Scan the lines below; pull out those with "caller".

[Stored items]
+ + + + +
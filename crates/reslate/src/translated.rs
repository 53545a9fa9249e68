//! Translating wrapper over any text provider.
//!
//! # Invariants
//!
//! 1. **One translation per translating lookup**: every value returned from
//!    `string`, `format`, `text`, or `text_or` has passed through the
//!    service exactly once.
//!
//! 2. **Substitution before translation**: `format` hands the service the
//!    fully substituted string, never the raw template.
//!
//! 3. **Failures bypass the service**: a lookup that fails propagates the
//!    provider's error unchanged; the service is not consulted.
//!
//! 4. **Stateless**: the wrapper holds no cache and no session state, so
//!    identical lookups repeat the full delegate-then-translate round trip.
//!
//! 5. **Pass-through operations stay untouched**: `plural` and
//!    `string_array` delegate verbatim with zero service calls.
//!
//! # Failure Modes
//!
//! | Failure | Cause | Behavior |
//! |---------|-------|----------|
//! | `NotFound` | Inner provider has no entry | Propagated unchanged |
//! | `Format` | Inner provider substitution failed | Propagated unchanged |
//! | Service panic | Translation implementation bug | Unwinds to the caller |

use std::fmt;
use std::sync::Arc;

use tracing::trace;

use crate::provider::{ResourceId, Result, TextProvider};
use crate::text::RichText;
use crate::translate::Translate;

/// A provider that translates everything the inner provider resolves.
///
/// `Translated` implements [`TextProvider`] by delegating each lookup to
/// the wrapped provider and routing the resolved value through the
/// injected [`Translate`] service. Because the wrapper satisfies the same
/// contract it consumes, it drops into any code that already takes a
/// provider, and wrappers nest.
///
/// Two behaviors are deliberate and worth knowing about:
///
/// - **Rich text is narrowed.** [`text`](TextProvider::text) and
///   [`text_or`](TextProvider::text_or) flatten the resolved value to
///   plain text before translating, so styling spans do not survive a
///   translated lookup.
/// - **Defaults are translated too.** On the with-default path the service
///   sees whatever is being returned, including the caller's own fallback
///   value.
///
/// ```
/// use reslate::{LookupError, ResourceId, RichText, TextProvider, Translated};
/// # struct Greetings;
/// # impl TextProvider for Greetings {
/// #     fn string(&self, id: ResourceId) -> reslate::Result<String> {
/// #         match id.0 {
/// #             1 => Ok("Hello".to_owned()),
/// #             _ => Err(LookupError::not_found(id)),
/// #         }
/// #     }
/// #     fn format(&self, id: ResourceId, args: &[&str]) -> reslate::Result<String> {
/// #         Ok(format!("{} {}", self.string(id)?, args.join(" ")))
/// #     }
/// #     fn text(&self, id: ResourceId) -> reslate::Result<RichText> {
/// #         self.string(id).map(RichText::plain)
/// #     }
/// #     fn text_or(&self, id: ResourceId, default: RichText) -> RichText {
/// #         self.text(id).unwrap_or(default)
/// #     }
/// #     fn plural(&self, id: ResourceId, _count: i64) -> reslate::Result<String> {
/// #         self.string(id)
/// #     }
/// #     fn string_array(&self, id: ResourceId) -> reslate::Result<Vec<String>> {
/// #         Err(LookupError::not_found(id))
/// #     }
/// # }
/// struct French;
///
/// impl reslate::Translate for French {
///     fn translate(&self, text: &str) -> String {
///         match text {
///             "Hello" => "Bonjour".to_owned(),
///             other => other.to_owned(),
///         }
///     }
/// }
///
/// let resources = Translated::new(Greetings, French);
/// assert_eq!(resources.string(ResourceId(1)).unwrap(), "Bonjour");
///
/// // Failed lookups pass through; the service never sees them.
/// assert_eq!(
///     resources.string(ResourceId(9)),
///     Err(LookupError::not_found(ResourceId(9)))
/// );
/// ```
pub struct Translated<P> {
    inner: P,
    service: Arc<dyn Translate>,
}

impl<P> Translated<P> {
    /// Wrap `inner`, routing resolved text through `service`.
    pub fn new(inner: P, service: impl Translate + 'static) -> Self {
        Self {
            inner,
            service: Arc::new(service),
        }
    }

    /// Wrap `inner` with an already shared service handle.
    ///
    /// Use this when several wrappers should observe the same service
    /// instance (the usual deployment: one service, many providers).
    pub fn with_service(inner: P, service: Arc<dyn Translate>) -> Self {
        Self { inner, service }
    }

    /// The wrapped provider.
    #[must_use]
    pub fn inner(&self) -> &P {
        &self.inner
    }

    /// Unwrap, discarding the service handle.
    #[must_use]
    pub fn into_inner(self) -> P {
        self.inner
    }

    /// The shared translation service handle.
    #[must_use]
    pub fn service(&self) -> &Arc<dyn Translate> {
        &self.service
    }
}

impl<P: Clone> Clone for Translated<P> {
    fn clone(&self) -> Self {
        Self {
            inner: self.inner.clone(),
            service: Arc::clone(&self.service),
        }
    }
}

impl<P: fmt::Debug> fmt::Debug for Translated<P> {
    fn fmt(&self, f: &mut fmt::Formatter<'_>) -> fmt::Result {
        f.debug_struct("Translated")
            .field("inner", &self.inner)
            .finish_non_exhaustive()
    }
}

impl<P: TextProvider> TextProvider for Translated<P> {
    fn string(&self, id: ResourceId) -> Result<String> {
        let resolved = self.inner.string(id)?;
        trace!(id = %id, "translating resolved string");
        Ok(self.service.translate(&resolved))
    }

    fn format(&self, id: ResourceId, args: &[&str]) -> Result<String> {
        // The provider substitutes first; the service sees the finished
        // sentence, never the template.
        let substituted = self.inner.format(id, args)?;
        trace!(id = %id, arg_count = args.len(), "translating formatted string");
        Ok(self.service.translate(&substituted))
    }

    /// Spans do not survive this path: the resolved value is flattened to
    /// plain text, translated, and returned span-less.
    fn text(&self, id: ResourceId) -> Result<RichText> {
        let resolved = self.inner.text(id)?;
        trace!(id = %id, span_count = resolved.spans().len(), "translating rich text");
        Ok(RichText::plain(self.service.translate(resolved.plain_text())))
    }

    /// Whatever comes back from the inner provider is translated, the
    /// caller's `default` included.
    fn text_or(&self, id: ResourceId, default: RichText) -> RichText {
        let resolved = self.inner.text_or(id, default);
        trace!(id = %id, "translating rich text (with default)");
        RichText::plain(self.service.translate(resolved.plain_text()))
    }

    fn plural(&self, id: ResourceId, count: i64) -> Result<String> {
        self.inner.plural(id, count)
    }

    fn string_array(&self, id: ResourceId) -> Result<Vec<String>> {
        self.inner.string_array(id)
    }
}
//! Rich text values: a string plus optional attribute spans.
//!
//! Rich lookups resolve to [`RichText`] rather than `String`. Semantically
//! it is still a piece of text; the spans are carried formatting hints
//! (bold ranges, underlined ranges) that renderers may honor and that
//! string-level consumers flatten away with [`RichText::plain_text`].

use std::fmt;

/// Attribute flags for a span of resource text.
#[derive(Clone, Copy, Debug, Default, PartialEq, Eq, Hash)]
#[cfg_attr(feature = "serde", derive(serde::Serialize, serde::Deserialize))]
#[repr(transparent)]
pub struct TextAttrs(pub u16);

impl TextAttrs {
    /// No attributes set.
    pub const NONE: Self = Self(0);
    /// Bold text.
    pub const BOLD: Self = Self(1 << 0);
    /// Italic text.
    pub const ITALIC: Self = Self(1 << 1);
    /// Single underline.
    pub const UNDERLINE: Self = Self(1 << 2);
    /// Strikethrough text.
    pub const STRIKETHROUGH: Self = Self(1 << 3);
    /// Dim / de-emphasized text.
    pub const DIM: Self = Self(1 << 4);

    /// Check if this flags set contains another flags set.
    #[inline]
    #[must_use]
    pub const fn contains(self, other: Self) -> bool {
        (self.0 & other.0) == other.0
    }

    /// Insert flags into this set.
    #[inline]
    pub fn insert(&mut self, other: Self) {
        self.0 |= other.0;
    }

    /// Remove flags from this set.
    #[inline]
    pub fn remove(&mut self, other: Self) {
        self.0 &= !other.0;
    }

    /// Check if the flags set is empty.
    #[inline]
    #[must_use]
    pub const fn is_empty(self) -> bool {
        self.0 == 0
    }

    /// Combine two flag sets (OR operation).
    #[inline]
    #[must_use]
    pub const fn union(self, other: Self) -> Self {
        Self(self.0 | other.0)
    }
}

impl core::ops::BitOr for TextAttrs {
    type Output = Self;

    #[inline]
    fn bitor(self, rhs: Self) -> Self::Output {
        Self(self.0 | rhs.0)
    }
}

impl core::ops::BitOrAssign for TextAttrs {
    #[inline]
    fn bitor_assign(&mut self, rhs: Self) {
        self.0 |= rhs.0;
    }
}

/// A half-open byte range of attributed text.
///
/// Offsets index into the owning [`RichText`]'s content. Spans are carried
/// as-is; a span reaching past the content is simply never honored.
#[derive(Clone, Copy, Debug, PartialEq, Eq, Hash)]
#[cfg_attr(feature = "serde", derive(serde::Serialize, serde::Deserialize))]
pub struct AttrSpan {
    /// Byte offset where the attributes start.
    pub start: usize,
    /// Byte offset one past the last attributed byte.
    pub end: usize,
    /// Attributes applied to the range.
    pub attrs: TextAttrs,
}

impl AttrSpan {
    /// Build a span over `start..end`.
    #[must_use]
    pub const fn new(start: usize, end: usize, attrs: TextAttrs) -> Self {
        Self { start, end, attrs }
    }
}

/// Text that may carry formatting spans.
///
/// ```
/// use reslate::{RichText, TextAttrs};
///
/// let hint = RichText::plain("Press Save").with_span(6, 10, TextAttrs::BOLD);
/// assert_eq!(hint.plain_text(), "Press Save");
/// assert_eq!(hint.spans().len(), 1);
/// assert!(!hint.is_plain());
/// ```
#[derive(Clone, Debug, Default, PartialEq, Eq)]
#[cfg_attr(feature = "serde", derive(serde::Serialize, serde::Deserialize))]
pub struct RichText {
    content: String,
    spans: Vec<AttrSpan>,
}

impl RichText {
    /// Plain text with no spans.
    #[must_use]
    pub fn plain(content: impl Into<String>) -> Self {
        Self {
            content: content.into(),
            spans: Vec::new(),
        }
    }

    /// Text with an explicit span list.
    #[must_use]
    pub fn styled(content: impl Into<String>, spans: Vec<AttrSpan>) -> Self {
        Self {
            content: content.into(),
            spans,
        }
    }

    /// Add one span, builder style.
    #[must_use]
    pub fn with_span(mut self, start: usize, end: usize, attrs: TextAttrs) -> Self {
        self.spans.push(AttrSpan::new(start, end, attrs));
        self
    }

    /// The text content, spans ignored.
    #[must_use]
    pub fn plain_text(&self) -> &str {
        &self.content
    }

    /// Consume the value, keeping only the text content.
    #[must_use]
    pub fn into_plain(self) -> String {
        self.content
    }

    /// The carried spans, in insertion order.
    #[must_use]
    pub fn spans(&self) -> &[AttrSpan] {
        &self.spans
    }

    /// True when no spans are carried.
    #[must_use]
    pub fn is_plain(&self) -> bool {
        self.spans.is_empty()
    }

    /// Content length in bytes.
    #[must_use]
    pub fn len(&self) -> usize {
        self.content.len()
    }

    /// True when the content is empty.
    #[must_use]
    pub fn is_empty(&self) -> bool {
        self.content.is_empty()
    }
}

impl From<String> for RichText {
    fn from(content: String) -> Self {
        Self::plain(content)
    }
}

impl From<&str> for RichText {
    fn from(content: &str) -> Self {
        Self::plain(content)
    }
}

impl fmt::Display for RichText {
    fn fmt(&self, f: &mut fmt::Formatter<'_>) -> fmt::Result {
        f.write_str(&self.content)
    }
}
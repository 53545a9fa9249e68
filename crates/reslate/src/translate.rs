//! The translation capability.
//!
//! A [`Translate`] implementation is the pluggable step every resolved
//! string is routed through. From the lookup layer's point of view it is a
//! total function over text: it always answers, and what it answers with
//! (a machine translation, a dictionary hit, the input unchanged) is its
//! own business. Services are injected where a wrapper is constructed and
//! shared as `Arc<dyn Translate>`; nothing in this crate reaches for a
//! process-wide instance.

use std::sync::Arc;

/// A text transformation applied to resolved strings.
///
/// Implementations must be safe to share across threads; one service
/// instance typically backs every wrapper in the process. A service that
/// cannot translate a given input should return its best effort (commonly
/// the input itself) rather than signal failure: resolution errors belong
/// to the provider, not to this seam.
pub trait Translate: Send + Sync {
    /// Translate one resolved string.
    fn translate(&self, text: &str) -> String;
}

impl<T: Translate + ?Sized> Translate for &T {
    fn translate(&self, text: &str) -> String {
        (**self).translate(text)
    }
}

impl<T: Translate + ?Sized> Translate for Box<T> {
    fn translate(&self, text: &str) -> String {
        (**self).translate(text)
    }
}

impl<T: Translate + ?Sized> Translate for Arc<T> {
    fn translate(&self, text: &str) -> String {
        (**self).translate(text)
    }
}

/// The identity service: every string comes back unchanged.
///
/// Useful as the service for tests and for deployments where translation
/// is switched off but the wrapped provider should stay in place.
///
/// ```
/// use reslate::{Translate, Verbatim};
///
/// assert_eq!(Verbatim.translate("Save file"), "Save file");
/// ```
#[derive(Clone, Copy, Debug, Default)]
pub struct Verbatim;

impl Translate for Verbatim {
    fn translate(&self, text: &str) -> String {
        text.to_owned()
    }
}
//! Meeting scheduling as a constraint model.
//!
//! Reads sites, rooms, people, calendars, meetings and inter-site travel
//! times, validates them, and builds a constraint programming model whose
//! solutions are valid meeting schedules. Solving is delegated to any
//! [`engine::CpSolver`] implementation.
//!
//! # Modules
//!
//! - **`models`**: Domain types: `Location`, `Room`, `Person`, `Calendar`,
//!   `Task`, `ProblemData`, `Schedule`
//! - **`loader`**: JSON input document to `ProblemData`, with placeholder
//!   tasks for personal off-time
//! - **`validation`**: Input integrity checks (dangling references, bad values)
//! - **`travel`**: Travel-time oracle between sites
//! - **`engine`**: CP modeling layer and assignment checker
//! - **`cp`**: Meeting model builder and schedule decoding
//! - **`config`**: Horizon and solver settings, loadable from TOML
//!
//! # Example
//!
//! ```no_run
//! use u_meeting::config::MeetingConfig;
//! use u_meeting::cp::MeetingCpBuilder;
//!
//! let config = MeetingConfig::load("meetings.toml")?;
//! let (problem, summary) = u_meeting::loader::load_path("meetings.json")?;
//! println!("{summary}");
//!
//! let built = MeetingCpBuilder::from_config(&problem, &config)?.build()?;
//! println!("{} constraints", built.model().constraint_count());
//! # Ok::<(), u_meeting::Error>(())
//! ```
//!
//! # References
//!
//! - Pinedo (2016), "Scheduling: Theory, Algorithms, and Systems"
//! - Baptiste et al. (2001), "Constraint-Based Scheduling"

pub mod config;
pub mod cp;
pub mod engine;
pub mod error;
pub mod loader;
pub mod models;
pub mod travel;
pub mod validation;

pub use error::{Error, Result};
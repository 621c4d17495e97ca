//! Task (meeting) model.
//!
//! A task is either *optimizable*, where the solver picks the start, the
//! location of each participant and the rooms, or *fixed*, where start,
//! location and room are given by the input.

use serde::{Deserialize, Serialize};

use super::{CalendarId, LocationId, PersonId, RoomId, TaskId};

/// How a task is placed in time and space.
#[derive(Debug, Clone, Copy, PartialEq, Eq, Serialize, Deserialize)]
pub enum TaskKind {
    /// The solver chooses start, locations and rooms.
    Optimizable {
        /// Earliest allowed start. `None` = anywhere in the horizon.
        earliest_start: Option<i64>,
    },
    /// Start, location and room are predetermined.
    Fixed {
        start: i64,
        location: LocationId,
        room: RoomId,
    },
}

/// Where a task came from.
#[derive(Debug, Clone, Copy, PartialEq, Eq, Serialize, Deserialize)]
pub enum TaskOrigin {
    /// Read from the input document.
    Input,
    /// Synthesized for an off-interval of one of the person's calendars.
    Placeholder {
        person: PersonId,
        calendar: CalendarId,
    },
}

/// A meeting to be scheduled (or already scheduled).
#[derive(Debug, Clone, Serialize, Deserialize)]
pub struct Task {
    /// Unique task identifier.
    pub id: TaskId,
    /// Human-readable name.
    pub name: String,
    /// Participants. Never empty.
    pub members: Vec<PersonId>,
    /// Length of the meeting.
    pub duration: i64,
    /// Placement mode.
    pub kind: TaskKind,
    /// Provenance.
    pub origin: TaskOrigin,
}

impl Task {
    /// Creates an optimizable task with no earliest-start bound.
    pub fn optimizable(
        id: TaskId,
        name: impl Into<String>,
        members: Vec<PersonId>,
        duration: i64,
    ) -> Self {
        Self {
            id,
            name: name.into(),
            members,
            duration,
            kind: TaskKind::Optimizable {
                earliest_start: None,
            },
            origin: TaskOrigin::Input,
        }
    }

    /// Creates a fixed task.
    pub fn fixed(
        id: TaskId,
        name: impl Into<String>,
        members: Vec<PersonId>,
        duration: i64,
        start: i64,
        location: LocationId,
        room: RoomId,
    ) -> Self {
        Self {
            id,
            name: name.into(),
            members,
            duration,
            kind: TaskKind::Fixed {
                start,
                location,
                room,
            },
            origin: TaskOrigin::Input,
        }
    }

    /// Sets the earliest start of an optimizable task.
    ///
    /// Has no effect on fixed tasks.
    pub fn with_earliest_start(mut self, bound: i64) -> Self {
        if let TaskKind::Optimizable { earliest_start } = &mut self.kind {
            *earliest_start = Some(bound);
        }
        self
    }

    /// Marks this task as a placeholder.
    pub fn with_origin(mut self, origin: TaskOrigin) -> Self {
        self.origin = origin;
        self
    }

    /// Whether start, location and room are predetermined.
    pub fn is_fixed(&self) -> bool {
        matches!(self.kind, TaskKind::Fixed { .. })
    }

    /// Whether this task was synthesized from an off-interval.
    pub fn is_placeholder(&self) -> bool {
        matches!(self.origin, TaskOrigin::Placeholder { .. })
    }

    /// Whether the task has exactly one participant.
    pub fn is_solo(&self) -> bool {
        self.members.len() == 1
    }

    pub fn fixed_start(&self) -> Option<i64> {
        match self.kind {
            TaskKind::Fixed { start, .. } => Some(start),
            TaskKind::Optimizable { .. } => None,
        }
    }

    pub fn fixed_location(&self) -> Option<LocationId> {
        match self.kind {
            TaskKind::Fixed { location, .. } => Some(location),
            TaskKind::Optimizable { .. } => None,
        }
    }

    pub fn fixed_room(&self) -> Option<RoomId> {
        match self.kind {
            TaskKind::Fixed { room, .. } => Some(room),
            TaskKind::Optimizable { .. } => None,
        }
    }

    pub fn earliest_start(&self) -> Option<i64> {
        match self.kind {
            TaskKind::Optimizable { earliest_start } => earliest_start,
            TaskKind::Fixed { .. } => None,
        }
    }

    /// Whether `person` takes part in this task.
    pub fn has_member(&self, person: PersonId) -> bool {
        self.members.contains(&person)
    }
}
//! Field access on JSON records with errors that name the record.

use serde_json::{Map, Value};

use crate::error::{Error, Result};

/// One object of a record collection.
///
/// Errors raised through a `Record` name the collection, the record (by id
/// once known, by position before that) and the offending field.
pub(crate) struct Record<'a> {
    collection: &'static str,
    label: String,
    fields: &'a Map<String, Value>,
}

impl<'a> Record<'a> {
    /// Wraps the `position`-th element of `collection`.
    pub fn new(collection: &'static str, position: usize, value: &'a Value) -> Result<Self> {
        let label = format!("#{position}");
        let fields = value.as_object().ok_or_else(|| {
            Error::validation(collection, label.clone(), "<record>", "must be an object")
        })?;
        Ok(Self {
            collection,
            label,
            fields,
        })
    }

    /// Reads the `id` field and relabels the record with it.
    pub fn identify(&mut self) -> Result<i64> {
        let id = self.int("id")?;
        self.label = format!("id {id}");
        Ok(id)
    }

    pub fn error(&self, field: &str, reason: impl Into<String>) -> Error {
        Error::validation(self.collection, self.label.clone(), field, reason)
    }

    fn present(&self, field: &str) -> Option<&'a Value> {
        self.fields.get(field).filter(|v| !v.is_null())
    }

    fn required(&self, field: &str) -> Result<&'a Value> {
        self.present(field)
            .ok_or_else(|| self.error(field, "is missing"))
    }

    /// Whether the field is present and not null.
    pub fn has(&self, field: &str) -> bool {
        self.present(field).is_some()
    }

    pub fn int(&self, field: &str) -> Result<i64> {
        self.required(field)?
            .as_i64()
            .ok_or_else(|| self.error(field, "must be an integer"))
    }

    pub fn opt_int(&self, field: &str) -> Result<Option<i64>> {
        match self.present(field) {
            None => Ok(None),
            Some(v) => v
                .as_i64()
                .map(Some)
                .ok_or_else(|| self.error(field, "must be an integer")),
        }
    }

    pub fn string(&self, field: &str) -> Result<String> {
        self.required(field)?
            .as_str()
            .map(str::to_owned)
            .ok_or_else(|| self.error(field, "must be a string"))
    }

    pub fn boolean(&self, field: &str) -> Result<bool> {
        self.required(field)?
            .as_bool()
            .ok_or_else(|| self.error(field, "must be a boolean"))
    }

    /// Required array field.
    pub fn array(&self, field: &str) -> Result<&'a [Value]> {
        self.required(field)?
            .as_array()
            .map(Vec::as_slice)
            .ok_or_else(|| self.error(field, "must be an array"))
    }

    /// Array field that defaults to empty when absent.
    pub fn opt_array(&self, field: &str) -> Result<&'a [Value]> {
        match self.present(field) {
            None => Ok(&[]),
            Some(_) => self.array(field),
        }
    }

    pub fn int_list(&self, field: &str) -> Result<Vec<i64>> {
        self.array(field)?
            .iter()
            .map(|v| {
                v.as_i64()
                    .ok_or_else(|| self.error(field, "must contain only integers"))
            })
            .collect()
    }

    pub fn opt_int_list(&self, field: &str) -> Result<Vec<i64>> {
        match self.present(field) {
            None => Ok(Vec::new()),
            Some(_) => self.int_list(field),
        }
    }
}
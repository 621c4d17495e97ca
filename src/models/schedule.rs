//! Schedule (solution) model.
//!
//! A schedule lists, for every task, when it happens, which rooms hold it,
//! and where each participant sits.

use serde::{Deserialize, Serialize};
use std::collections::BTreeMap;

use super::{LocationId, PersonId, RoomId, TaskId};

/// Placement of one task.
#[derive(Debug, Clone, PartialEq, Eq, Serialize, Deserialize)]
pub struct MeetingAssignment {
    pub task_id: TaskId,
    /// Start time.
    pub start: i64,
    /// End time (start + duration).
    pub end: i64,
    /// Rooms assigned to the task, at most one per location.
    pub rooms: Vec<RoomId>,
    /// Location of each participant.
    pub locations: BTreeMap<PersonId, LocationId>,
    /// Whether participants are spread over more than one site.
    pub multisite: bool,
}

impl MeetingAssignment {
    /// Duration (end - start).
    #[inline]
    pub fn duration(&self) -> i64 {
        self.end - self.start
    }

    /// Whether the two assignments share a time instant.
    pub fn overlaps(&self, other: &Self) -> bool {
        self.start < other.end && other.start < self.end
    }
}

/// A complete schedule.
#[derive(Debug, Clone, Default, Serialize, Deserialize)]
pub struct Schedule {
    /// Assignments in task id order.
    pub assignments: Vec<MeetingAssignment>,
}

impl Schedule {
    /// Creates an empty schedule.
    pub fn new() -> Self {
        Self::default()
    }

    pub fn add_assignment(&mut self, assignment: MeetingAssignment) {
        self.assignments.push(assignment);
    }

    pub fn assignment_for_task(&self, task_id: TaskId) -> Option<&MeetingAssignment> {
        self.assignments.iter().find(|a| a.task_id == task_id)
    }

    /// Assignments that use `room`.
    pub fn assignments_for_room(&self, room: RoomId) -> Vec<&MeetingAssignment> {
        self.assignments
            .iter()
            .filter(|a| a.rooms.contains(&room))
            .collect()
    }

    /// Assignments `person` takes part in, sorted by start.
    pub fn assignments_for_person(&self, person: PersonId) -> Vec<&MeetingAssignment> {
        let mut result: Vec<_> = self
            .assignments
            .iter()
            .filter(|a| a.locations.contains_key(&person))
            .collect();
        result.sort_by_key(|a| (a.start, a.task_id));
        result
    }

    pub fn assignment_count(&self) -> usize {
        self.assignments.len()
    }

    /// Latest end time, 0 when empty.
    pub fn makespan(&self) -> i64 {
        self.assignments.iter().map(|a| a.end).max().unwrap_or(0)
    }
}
+ + + + +
**SOLUTION BELOW**:
//! | Service panic | Translation implementation bug | Unwinds to the caller |
///   sees whatever is being returned, including the caller's own fallback
    /// caller's `default` included.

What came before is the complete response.